If the result is typed, every element named string will have an attribute named escaped whose value is either true or false, and every element having an attribute named key will also have an attribute named escaped-key whose value is either true or false.

If the result is untyped, the attributes escaped and escaped-key will either be present with the value true, or will be absent. They will never be present with the value false.

Examples

The expression json-to-xml('{"x": 1, "y": [3,4,5]}') returns <map xmlns="http://www.w3.org/2005/xpath-functions"> <number key="x">1</number> <array key="y"> <number>3</number> <number>4</number> <number>5</number> </array> </map>.

The expression json-to-xml('"abcd"', map{'liberal': false()}) returns <string xmlns="http://www.w3.org/2005/xpath-functions">abcd</string>.

The expression json-to-xml('{"x": "\\", "y": "\u0025"}') returns <map xmlns="http://www.w3.org/2005/xpath-functions"> <string key="x">\</string> <string key="y">%</string> </map>.

The expression json-to-xml('{"x": "\\", "y": "\u0025"}', map{'escape': true()}) returns <map xmlns="http://www.w3.org/2005/xpath-functions"> <string escaped="true" key="x">\\</string> <string key="y">%</string> </map>.

The following example illustrates use of the fallback function to handle characters that are invalid in XML.

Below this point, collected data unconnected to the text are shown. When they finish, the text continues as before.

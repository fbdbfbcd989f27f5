//! Startup seeding of the plan catalogue.

use thiserror::Error;
use tracing::info;

use crate::domain::PlanValidationError;
use crate::domain::ports::{PlanRepository, PlanRepositoryError};
use crate::settings::AppSettings;

use super::default_catalogue;

/// Errors returned while seeding plans.
#[derive(Debug, Error)]
pub enum CatalogueSeedError {
    #[error("built-in catalogue is invalid: {0}")]
    Catalogue(#[from] PlanValidationError),
    #[error("plan seeding failed: {0}")]
    Repository(#[from] PlanRepositoryError),
}

/// What the startup seed did.
#[derive(Debug, Clone, Copy, PartialEq, Eq)]
pub enum SeedOutcome {
    Disabled,
    AlreadyPopulated { existing: i64 },
    Applied { inserted: usize },
}

/// Insert the built-in catalogue when enabled and the plans table is empty.
pub async fn seed_plans_on_startup<P>(
    settings: &AppSettings,
    plans: &P,
) -> Result<SeedOutcome, CatalogueSeedError>
where
    P: PlanRepository + ?Sized,
{
    if !settings.seed_plans {
        info!(reason = "disabled", "plan seeding skipped");
        return Ok(SeedOutcome::Disabled);
    }

    let existing = plans.count().await?;
    if existing > 0 {
        info!(existing, "plan catalogue already populated; skipping seed");
        return Ok(SeedOutcome::AlreadyPopulated { existing });
    }

    let catalogue = default_catalogue()?;
    plans.insert_all(&catalogue).await?;
    info!(inserted = catalogue.len(), "plan catalogue seeded");
    Ok(SeedOutcome::Applied {
        inserted: catalogue.len(),
    })
}

#[cfg(test)]
mod tests {
    use rstest::rstest;

    use super::*;
    use crate::domain::PlanSearch;
    use crate::domain::ports::MockPlanRepository;
    use crate::outbound::memory::MemoryPlanRepository;

    fn settings(seed_plans: bool) -> AppSettings {
        AppSettings {
            in_memory: true,
            seed_plans,
        }
    }

    #[rstest]
    #[tokio::test]
    async fn empty_catalogue_is_seeded_in_id_order() {
        let repo = MemoryPlanRepository::default();

        let outcome = seed_plans_on_startup(&settings(true), &repo)
            .await
            .expect("seed succeeds");

        assert_eq!(outcome, SeedOutcome::Applied { inserted: 3 });
        let plans = repo.search(&PlanSearch::All).await.expect("search");
        let ids: Vec<i64> = plans.iter().map(|plan| plan.id().get()).collect();
        assert_eq!(ids, vec![100, 175, 200]);
    }

    #[rstest]
    #[tokio::test]
    async fn populated_catalogue_is_left_alone() {
        let mut repo = MockPlanRepository::new();
        repo.expect_count().times(1).returning(|| Ok(1));
        repo.expect_insert_all().times(0);

        let outcome = seed_plans_on_startup(&settings(true), &repo)
            .await
            .expect("seed succeeds");

        assert_eq!(outcome, SeedOutcome::AlreadyPopulated { existing: 1 });
    }

    #[rstest]
    #[tokio::test]
    async fn disabled_seed_does_not_touch_storage() {
        let mut repo = MockPlanRepository::new();
        repo.expect_count().times(0);

        let outcome = seed_plans_on_startup(&settings(false), &repo)
            .await
            .expect("seed succeeds");

        assert_eq!(outcome, SeedOutcome::Disabled);
    }

    #[rstest]
    #[tokio::test]
    async fn repository_failures_propagate() {
        let mut repo = MockPlanRepository::new();
        repo.expect_count()
            .returning(|| Err(PlanRepositoryError::connection("refused")));

        let err = seed_plans_on_startup(&settings(true), &repo)
            .await
            .expect_err("seed fails");

        assert!(matches!(err, CatalogueSeedError::Repository(_)));
    }
}
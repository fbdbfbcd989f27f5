//! Built-in plan catalogue and the startup routine that loads it.

mod startup;

pub use startup::{CatalogueSeedError, SeedOutcome, seed_plans_on_startup};

use crate::domain::{Plan, PlanDraft, PlanId, PlanValidationError};

const CATALOGUE: [(i64, &str, &str, i64); 3] = [
    (100, "富士プレミアム", "富士 山 静岡", 12_000),
    (175, "サウスベーシック", "サウス 南", 8_000),
    (200, "北の宿", "北海道 北", 10_000),
];

/// The plans every fresh installation starts with.
///
/// # Examples
/// ```
/// let plans = booking::catalogue_seed::default_catalogue().expect("valid catalogue");
/// assert_eq!(plans.len(), 3);
/// ```
pub fn default_catalogue() -> Result<Vec<Plan>, PlanValidationError> {
    CATALOGUE
        .iter()
        .map(|&(id, name, keyword, price)| {
            Plan::new(PlanDraft {
                id: PlanId::new(id),
                name: name.to_owned(),
                keyword: keyword.to_owned(),
                price,
            })
        })
        .collect()
}
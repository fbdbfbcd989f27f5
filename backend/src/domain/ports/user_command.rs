//! Driving port for user registration.

use async_trait::async_trait;

use crate::domain::{Error, UserId};

/// Registration form fields, untrimmed. `date_of_birth` is `YYYY-MM-DD` or
/// blank.
#[derive(Debug, Clone, Default, PartialEq, Eq)]
pub struct RegisterUserRequest {
    pub name: String,
    pub email: String,
    pub phone_number: String,
    pub address: String,
    pub date_of_birth: String,
}

#[cfg_attr(test, mockall::automock)]
#[async_trait]
pub trait UserCommand: Send + Sync {
    /// Register a user and return the assigned identifier.
    async fn register(&self, request: RegisterUserRequest) -> Result<UserId, Error>;
}
//! Shared Diesel error mapping for the MySQL repositories.

use diesel::result::{DatabaseErrorKind, Error as DieselError};
use tracing::debug;

use super::pool::PoolError;

/// Map pool errors into a repository-specific connection error constructor.
pub fn map_basic_pool_error<E, C>(error: PoolError, connection: C) -> E
where
    C: FnOnce(String) -> E,
{
    let message = match error {
        PoolError::Checkout { message } | PoolError::Build { message } => message,
    };
    connection(message)
}

fn log_diesel_error(error: &DieselError) {
    match error {
        DieselError::DatabaseError(kind, info) => {
            debug!(?kind, message = info.message(), "diesel operation failed");
        }
        _ => debug!(
            error_type = %std::any::type_name_of_val(error),
            "diesel operation failed"
        ),
    }
}

/// Map common Diesel error variants into query/connection constructors.
pub fn map_basic_diesel_error<E, Q, C>(error: DieselError, query: Q, connection: C) -> E
where
    Q: Fn(&'static str) -> E,
    C: Fn(&'static str) -> E,
{
    log_diesel_error(&error);

    match error {
        DieselError::NotFound => query("record not found"),
        DieselError::QueryBuilderError(_) => query("database query error"),
        DieselError::DeserializationError(_) => query("unreadable database row"),
        DieselError::DatabaseError(DatabaseErrorKind::ClosedConnection, _) => {
            connection("database connection error")
        }
        _ => query("database error"),
    }
}

/// Whether `error` is a unique-key violation on a secondary index.
///
/// MySQL reports primary key collisions with the same error kind, naming the
/// `PRIMARY` key; those are not treated as secondary-index conflicts.
pub fn is_secondary_unique_violation(error: &DieselError) -> bool {
    match error {
        DieselError::DatabaseError(DatabaseErrorKind::UniqueViolation, info) => {
            !info.message().contains("PRIMARY")
        }
        _ => false,
    }
}
//! Server construction: repository selection, startup seeding and route
//! wiring.

mod config;
mod state_builders;

pub use config::ServerConfig;

use actix_web::dev::{Server, ServiceFactory, ServiceRequest, ServiceResponse};
use actix_web::{App, HttpServer, web};
use tracing::info;
#[cfg(debug_assertions)]
use utoipa::OpenApi;
#[cfg(debug_assertions)]
use utoipa_swagger_ui::SwaggerUi;

use booking::Trace;
use booking::catalogue_seed::seed_plans_on_startup;
#[cfg(debug_assertions)]
use booking::doc::ApiDoc;
use booking::inbound::http::configure;
use booking::inbound::http::health::{HealthState, live, ready};
use booking::inbound::http::state::HttpState;
use booking::outbound::persistence::DieselPlanRepository;
use booking::settings::AppSettings;
use state_builders::{diesel_http_state, memory_http_state};

fn build_app(
    health_state: web::Data<HealthState>,
    http_state: web::Data<HttpState>,
) -> App<
    impl ServiceFactory<
        ServiceRequest,
        Config = (),
        Response = ServiceResponse,
        Error = actix_web::Error,
        InitError = (),
    >,
> {
    let app = App::new()
        .app_data(health_state)
        .app_data(http_state)
        .wrap(Trace)
        .configure(configure)
        .service(ready)
        .service(live);

    #[cfg(debug_assertions)]
    let app = app.service(SwaggerUi::new("/docs").url("/api-docs/openapi.json", ApiDoc::openapi()));

    app
}

/// Wire repositories, seed plans when needed and bind the listener.
///
/// # Errors
/// Seeding failures and socket binding errors surface as
/// [`std::io::Error`].
pub async fn create_server(
    health_state: web::Data<HealthState>,
    settings: &AppSettings,
    config: ServerConfig,
) -> std::io::Result<Server> {
    let ServerConfig { bind_addr, db_pool } = config;
    let http_state = match db_pool {
        Some(pool) => {
            let outcome = seed_plans_on_startup(settings, &DieselPlanRepository::new(pool.clone()))
                .await
                .map_err(std::io::Error::other)?;
            info!(?outcome, "plan catalogue checked");
            diesel_http_state(&pool)
        }
        None => {
            info!("serving from in-memory repositories");
            memory_http_state(settings)
                .await
                .map_err(std::io::Error::other)?
        }
    };

    let server_health_state = health_state.clone();
    let server = HttpServer::new(move || {
        build_app(server_health_state.clone(), http_state.clone())
    })
    .bind(bind_addr)?
    .run();

    info!(%bind_addr, "listening");
    health_state.mark_ready();
    Ok(server)
}
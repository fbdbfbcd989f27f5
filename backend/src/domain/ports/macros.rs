//! Helper macro generating the error enums returned by driven ports.
//!
//! Each variant gets a snake_case constructor whose fields accept anything
//! convertible into the declared type, so adapters can write
//! `UserRepositoryError::query(err.to_string())`.

macro_rules! define_port_error {
    (@ctor $variant:ident) => {
        ::paste::paste! {
            pub fn [<$variant:snake>]() -> Self {
                Self::$variant
            }
        }
    };

    (@ctor $variant:ident { $($field:ident : $ty:ty),* $(,)? }) => {
        define_port_error!(@ctor_impl $variant () () $( $field : $ty, )*);
    };

    (@ctor_impl $variant:ident ($($params:tt)*) ($($inits:tt)*) ) => {
        ::paste::paste! {
            pub fn [<$variant:snake>]($($params)*) -> Self {
                Self::$variant { $($inits)* }
            }
        }
    };

    (@ctor_impl $variant:ident ($($params:tt)*) ($($inits:tt)*) $field:ident : $ty:ty, $($rest:tt)*) => {
        define_port_error!(
            @ctor_impl
            $variant
            ($($params)* $field: impl Into<$ty>,)
            ($($inits)* $field: $field.into(),)
            $($rest)*
        );
    };

    (
        $(#[$outer:meta])*
        pub enum $name:ident {
            $(
                $(#[$variant_meta:meta])*
                $variant:ident $( { $($field:ident : $ty:ty),* $(,)? } )? => $message:expr
            ),* $(,)?
        }
    ) => {
        $(#[$outer])*
        #[derive(Debug, Clone, PartialEq, Eq, thiserror::Error)]
        pub enum $name {
            $(
                $(#[$variant_meta])*
                #[error($message)]
                $variant $( { $($field : $ty),* } )?,
            )*
        }

        impl $name {
            $(
                define_port_error!(@ctor $variant $( { $($field : $ty),* } )?);
            )*
        }
    };
}

pub(crate) use define_port_error;
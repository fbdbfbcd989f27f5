//! HTTP adapter mapping for domain errors.
//!
//! Keeps [`Error`] transport agnostic while giving Actix handlers a single
//! place that turns failures into status codes and JSON bodies.

use actix_web::error::JsonPayloadError;
use actix_web::{HttpRequest, HttpResponse, ResponseError, http::StatusCode};
use serde_json::json;
use tracing::{debug, error};

use crate::domain::{Error, ErrorCode, TRACE_ID_HEADER};

/// Convenient result alias for HTTP handlers.
pub type ApiResult<T> = Result<T, Error>;

fn status_for(code: ErrorCode) -> StatusCode {
    match code {
        ErrorCode::InvalidRequest => StatusCode::BAD_REQUEST,
        ErrorCode::NotFound => StatusCode::NOT_FOUND,
        ErrorCode::Conflict => StatusCode::CONFLICT,
        ErrorCode::ServiceUnavailable => StatusCode::SERVICE_UNAVAILABLE,
        ErrorCode::InternalError => StatusCode::INTERNAL_SERVER_ERROR,
    }
}

fn redact_if_internal(error: &Error) -> Error {
    if error.code() != ErrorCode::InternalError {
        return error.clone();
    }
    let redacted = Error::internal("Internal server error");
    match error.trace_id() {
        Some(id) => redacted.with_trace_id(id),
        None => redacted,
    }
}

impl ResponseError for Error {
    fn status_code(&self) -> StatusCode {
        status_for(self.code())
    }

    fn error_response(&self) -> HttpResponse {
        let mut builder = HttpResponse::build(self.status_code());
        if let Some(id) = self.trace_id() {
            builder.insert_header((TRACE_ID_HEADER, id.to_owned()));
        }
        if self.code() == ErrorCode::InternalError {
            error!(message = %self.message(), trace_id = ?self.trace_id(), "internal error");
        }

        builder.json(redact_if_internal(self))
    }
}

/// Report unreadable JSON bodies in the shared error envelope.
///
/// Registered through `web::JsonConfig::error_handler` so malformed payloads
/// answer 400 with `details.code = "malformed_json"`.
pub fn json_error_handler(err: JsonPayloadError, _req: &HttpRequest) -> actix_web::Error {
    debug!(error = %err, "rejecting unreadable JSON body");
    Error::invalid_request("request body is not valid JSON")
        .with_details(json!({ "code": "malformed_json", "reason": err.to_string() }))
        .into()
}

#[cfg(test)]
mod tests;
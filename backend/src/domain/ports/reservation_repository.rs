//! Port for reservation persistence.
//!
//! Identifiers are assigned by the adapter inside [`ReservationRepository::save`]
//! so concurrent saves never share one.

use async_trait::async_trait;

use crate::domain::{NewReservation, Reservation, ReservationId};

use super::define_port_error;

define_port_error! {
    /// Errors raised by reservation repository adapters.
    pub enum ReservationRepositoryError {
        /// Repository connection could not be established.
        Connection { message: String } =>
            "reservation repository connection failed: {message}",
        /// Query or mutation failed during execution.
        Query { message: String } =>
            "reservation repository query failed: {message}",
    }
}

#[cfg_attr(test, mockall::automock)]
#[async_trait]
pub trait ReservationRepository: Send + Sync {
    /// Persist a priced reservation and return it with its new identifier.
    async fn save(&self, reservation: &NewReservation)
    -> Result<Reservation, ReservationRepositoryError>;

    /// Fetch a reservation by identifier.
    async fn find_by_id(
        &self,
        id: ReservationId,
    ) -> Result<Option<Reservation>, ReservationRepositoryError>;

    /// All reservations ascending by identifier.
    async fn list(&self) -> Result<Vec<Reservation>, ReservationRepositoryError>;
}
//! In-memory repositories guarded by `tokio::sync::RwLock`.
//!
//! Readers run in parallel; writers are exclusive, which is what makes
//! reservation id allocation and email uniqueness race free here.

mod plan_repository;
mod reservation_repository;
mod user_repository;

pub use plan_repository::MemoryPlanRepository;
pub use reservation_repository::MemoryReservationRepository;
pub use user_repository::MemoryUserRepository;
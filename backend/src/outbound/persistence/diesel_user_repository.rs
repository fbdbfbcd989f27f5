//! MySQL-backed `UserRepository` implementation using Diesel ORM.

use async_trait::async_trait;
use chrono::{DateTime, Utc};
use diesel::prelude::*;
use diesel_async::RunQueryDsl;

use crate::domain::ports::{UserRepository, UserRepositoryError};
use crate::domain::{ContactDetails, NewUser, User, UserId, UserStatus};

use super::diesel_basic_error_mapping::{
    is_secondary_unique_violation, map_basic_diesel_error, map_basic_pool_error,
};
use super::models::{NewUserRow, UserRow};
use super::pool::{DbPool, PoolError};
use super::schema::users;

/// Diesel-backed implementation of the user repository port.
#[derive(Clone)]
pub struct DieselUserRepository {
    pool: DbPool,
}

impl DieselUserRepository {
    pub fn new(pool: DbPool) -> Self {
        Self { pool }
    }
}

fn map_pool_error(error: PoolError) -> UserRepositoryError {
    map_basic_pool_error(error, UserRepositoryError::connection)
}

fn map_diesel_error(error: diesel::result::Error) -> UserRepositoryError {
    if is_secondary_unique_violation(&error) {
        return UserRepositoryError::unique_violation("email already registered");
    }
    map_basic_diesel_error(
        error,
        UserRepositoryError::query,
        UserRepositoryError::connection,
    )
}

fn row_to_user(row: UserRow) -> Result<User, UserRepositoryError> {
    let UserRow {
        id,
        name,
        email,
        phone_number,
        address,
        date_of_birth,
        registered_at,
        status,
    } = row;
    let invalid = |err: &dyn std::fmt::Display| {
        UserRepositoryError::query(format!("invalid user row: {err}"))
    };

    let id = UserId::new(&id).map_err(|err| invalid(&err))?;
    let contact =
        ContactDetails::new(&name, &email, &phone_number, &address).map_err(|err| invalid(&err))?;
    Ok(User::from_new(
        id,
        NewUser {
            id: None,
            contact,
            date_of_birth,
            registered_at: registered_at.and_utc(),
            status: UserStatus::from_stored(status),
        },
    ))
}

fn registered_at_for_db(registered_at: DateTime<Utc>) -> chrono::NaiveDateTime {
    registered_at.naive_utc()
}

#[async_trait]
impl UserRepository for DieselUserRepository {
    async fn create(&self, user: &NewUser) -> Result<User, UserRepositoryError> {
        let id = user.id.clone().unwrap_or_else(UserId::random);
        let row = NewUserRow {
            id: id.as_ref(),
            name: user.contact.name(),
            email: user.contact.email(),
            phone_number: user.contact.phone_number(),
            address: user.contact.address(),
            date_of_birth: user.date_of_birth,
            registered_at: registered_at_for_db(user.registered_at),
            status: user.status.as_str(),
        };

        let mut conn = self.pool.get().await.map_err(map_pool_error)?;
        diesel::insert_into(users::table)
            .values(&row)
            .execute(&mut conn)
            .await
            .map_err(map_diesel_error)?;

        Ok(User::from_new(id, user.clone()))
    }

    async fn find_by_email(&self, email: &str) -> Result<Option<User>, UserRepositoryError> {
        if email.trim().is_empty() {
            return Ok(None);
        }
        let mut conn = self.pool.get().await.map_err(map_pool_error)?;
        let row = users::table
            .filter(users::email.eq(email))
            .select(UserRow::as_select())
            .first(&mut conn)
            .await
            .optional()
            .map_err(map_diesel_error)?;
        row.map(row_to_user).transpose()
    }

    async fn find_by_id(&self, id: &UserId) -> Result<Option<User>, UserRepositoryError> {
        let mut conn = self.pool.get().await.map_err(map_pool_error)?;
        let row = users::table
            .find(id.as_ref())
            .select(UserRow::as_select())
            .first(&mut conn)
            .await
            .optional()
            .map_err(map_diesel_error)?;
        row.map(row_to_user).transpose()
    }
}

#[cfg(test)]
mod tests {
    use chrono::NaiveDate;

    use super::*;

    fn row() -> UserRow {
        UserRow {
            id: "3fa85f64-5717-4562-b3fc-2c963f66afa6".to_owned(),
            name: "A".to_owned(),
            email: "a@x".to_owned(),
            phone_number: String::new(),
            address: String::new(),
            date_of_birth: NaiveDate::from_ymd_opt(1990, 1, 2),
            registered_at: NaiveDate::from_ymd_opt(2025, 10, 1)
                .and_then(|d| d.and_hms_opt(9, 30, 0))
                .expect("timestamp"),
            status: "suspended".to_owned(),
        }
    }

    #[test]
    fn row_to_user_keeps_stored_status() {
        let user = row_to_user(row()).expect("valid row");
        assert_eq!(user.status().as_str(), "suspended");
        assert_eq!(user.registered_at().to_rfc3339(), "2025-10-01T09:30:00+00:00");
    }

    #[test]
    fn row_to_user_rejects_blank_email() {
        let mut bad = row();
        bad.email = " ".to_owned();
        assert!(matches!(
            row_to_user(bad),
            Err(UserRepositoryError::Query { .. })
        ));
    }

    #[test]
    fn registered_at_round_trips_through_naive_utc() {
        let at = row().registered_at.and_utc();
        assert_eq!(registered_at_for_db(at).and_utc(), at);
    }
}
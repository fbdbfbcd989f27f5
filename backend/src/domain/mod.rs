//! Booking domain: entities, use-case services and the ports they depend on.
//!
//! Public surface:
//! - [`Plan`], [`Reservation`], [`User`] and their typed identifiers.
//! - [`ReservationService`] and [`UserService`], which implement the driving
//!   ports in [`ports`].
//! - [`Error`], the transport-agnostic failure payload.

pub mod error;
pub mod plan;
pub mod ports;
pub mod reservation;
pub mod reservation_service;
pub mod trace_id;
pub mod user;
pub mod user_service;

pub use self::error::{Error, ErrorCode, ErrorValidationError};
pub use self::plan::{PLAN_TEXT_MAX, Plan, PlanDraft, PlanId, PlanSearch, PlanValidationError};
pub use self::reservation::{
    GuestCount, NewReservation, Reservation, ReservationId, ReservationValidationError,
    StayDates, StoredReservation,
};
pub use self::reservation_service::{ReservationError, ReservationService};
pub use self::trace_id::{TRACE_ID_HEADER, TraceId};
pub use self::user::{
    ContactDetails, NewUser, PHONE_NUMBER_MAX, USER_TEXT_MAX, User, UserId, UserStatus,
    UserValidationError,
};
pub use self::user_service::{UserError, UserService};
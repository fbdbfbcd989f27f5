//! Reservation HTTP handlers.
//!
//! ```text
//! POST /reservations
//!   {"user_id":"…","plan_id":100,"number":2,"checkin":"2025-10-12","checkout":"2025-10-14"}
//! GET /reservations
//! GET /reservations/{id}
//! ```

use actix_web::{HttpResponse, get, post, web};
use chrono::NaiveDate;
use serde::{Deserialize, Serialize};
use serde_json::json;
use utoipa::ToSchema;

use crate::domain::ports::CreateReservationRequest;
use crate::domain::{Error, Reservation, ReservationId};
use crate::inbound::http::{ApiResult, null_as_default};
use crate::inbound::http::state::{HttpState, require_state};

pub(crate) const DATE_FORMAT: &str = "%Y-%m-%d";

/// Request body for `POST /reservations`.
///
/// Missing and `null` fields take their zero value and are rejected by the
/// reservation rules rather than by the JSON decoder.
#[derive(Debug, Default, Deserialize, Serialize, ToSchema)]
#[serde(default)]
pub struct CreateReservationBody {
    #[serde(deserialize_with = "null_as_default")]
    #[schema(example = "3fa85f64-5717-4562-b3fc-2c963f66afa6")]
    pub user_id: String,
    #[serde(deserialize_with = "null_as_default")]
    #[schema(example = 100)]
    pub plan_id: i64,
    #[serde(deserialize_with = "null_as_default")]
    #[schema(example = 2)]
    pub number: i64,
    #[serde(deserialize_with = "null_as_default")]
    #[schema(example = "2025-10-12")]
    pub checkin: String,
    #[serde(deserialize_with = "null_as_default")]
    #[schema(example = "2025-10-14")]
    pub checkout: String,
}

/// Identifier of a newly saved reservation.
#[derive(Debug, Deserialize, Serialize, ToSchema)]
pub struct ReservationCreated {
    pub id: i64,
}

/// Reservation as returned to clients.
#[derive(Debug, Clone, PartialEq, Eq, Deserialize, Serialize, ToSchema)]
pub struct ReservationView {
    pub id: i64,
    pub user_id: String,
    pub plan_id: i64,
    pub number: i64,
    #[schema(example = "2025-10-12")]
    pub checkin: String,
    #[schema(example = "2025-10-14")]
    pub checkout: String,
    pub total: i64,
    pub nights: i64,
}

impl From<Reservation> for ReservationView {
    fn from(value: Reservation) -> Self {
        Self {
            id: value.id().get(),
            user_id: value.user_id().to_string(),
            plan_id: value.plan_id().get(),
            number: value.number(),
            checkin: value.checkin().format(DATE_FORMAT).to_string(),
            checkout: value.checkout().format(DATE_FORMAT).to_string(),
            total: value.total(),
            nights: value.nights(),
        }
    }
}

fn parse_date(value: &str, field: &str) -> Result<NaiveDate, Error> {
    NaiveDate::parse_from_str(value.trim(), DATE_FORMAT).map_err(|_| {
        Error::invalid_request("invalid date format (yyyy-mm-dd)").with_details(json!({
            "field": field,
            "value": value,
            "code": "invalid_date",
        }))
    })
}

fn parse_create_body(body: CreateReservationBody) -> Result<CreateReservationRequest, Error> {
    let checkin = parse_date(&body.checkin, "checkin")?;
    let checkout = parse_date(&body.checkout, "checkout")?;
    Ok(CreateReservationRequest {
        user_id: body.user_id,
        plan_id: body.plan_id,
        number: body.number,
        checkin,
        checkout,
    })
}

/// Path identifiers that are integers but not positive cannot name a stored
/// reservation, so they are reported as absent.
fn parse_reservation_id(raw: &str) -> Result<ReservationId, Error> {
    let id: i64 = raw.trim().parse().map_err(|_| {
        Error::invalid_request("invalid id").with_details(json!({
            "field": "id",
            "value": raw,
            "code": "invalid_id",
        }))
    })?;
    ReservationId::new(id).map_err(|_| Error::not_found(format!("reservation {id} not found")))
}

/// Create a reservation.
#[utoipa::path(
    post,
    path = "/reservations",
    request_body = CreateReservationBody,
    responses(
        (status = 200, description = "Reservation saved", body = ReservationCreated),
        (status = 400, description = "Invalid request", body = Error),
        (status = 404, description = "User or plan not found", body = Error),
        (status = 500, description = "Internal server error", body = Error),
        (status = 503, description = "Service unavailable", body = Error)
    ),
    tags = ["reservations"],
    operation_id = "createReservation"
)]
#[post("/reservations")]
pub async fn create_reservation(
    state: Option<web::Data<HttpState>>,
    payload: web::Json<CreateReservationBody>,
) -> ApiResult<web::Json<ReservationCreated>> {
    let state = require_state(state)?;
    let request = parse_create_body(payload.into_inner())?;
    let id = state.reservations.create_reservation(request).await?;
    Ok(web::Json(ReservationCreated { id: id.get() }))
}

/// List every reservation, oldest first.
#[utoipa::path(
    get,
    path = "/reservations",
    responses(
        (status = 200, description = "Reservations", body = [ReservationView]),
        (status = 500, description = "Internal server error", body = Error),
        (status = 503, description = "Service unavailable", body = Error)
    ),
    tags = ["reservations"],
    operation_id = "listReservations"
)]
#[get("/reservations")]
pub async fn list_reservations(
    state: Option<web::Data<HttpState>>,
) -> ApiResult<web::Json<Vec<ReservationView>>> {
    let state = require_state(state)?;
    let reservations = state.reservations_query.list_reservations().await?;
    Ok(web::Json(
        reservations.into_iter().map(ReservationView::from).collect(),
    ))
}

/// Fetch one reservation.
#[utoipa::path(
    get,
    path = "/reservations/{id}",
    params(("id" = i64, Path, description = "Reservation identifier")),
    responses(
        (status = 200, description = "Reservation", body = ReservationView),
        (status = 400, description = "Identifier is not an integer", body = Error),
        (status = 404, description = "Not found", body = Error),
        (status = 500, description = "Internal server error", body = Error),
        (status = 503, description = "Service unavailable", body = Error)
    ),
    tags = ["reservations"],
    operation_id = "getReservation"
)]
#[get("/reservations/{id}")]
pub async fn get_reservation(
    state: Option<web::Data<HttpState>>,
    path: web::Path<String>,
) -> ApiResult<HttpResponse> {
    let state = require_state(state)?;
    let id = parse_reservation_id(&path.into_inner())?;
    let reservation = state.reservations_query.get_reservation(id).await?;
    Ok(HttpResponse::Ok().json(ReservationView::from(reservation)))
}

#[cfg(test)]
#[path = "reservations_tests.rs"]
mod tests;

let $jsonstr := unparsed-text('http://example.com/endpoint'), $options := map { 'liberal': true(), 'fallback': function($char as xs:string) as xs:string { let $c0chars := map { '\u0000':'[NUL]', '\u0001':'[SOH]', '\u0002':'[STX]', ... '\u001E':'[RS]', '\u001F':'[US]' }, $replacement := $c0chars($char) return if (exists($replacement)) then $replacement else error(xs:QName('err:invalid-char'), 'Error: ' || $char || ' is not a C0 control character.') } } return json-to-xml($jsonstr, $options)

Error Conditions

An error is raised if the value of $input does not conform to the JSON grammar as defined by , unless the option "liberal":true() is present and the processor chooses to accept the deviation.

An error is raised if the value of the validate option is true and the processor does not support schema validation or typed data.

An error is raised if the value of $options includes an entry whose key is defined in this specification, and whose value is not a permitted value for that key.

Notes

To read a JSON file, this function can be used in conjunction with the fn:unparsed-text function.

Many JSON implementations allow commas to be used after the last item in an object or array, although the specification does not permit it. The option spec="liberal" is provided to allow such deviations from the specification to be accepted. Some JSON implementations also allow constructors such as new Date("2000-12-13") to appear as values: specifying spec="liberal" allows such extensions to be accepted, but does not guarantee it. If such extensions are accepted, the resulting value is implementation-defined, and will not necessarily conform to the schema at .

If the input starts with a byte order mark, this function ignores it. The byte order mark may have been added to the data stream in order to facilitate decoding of an octet stream to a character string, but since this function takes a character string as input, the byte order mark serves no useful purpose.

The possibility of the input containing characters that are not valid in XML (for example, unpaired surrogates) arises only when such characters are expressed using JSON escape sequences. The is because the input to the function is an instance of xs:string, which by definition can only contain characters that are valid in XML.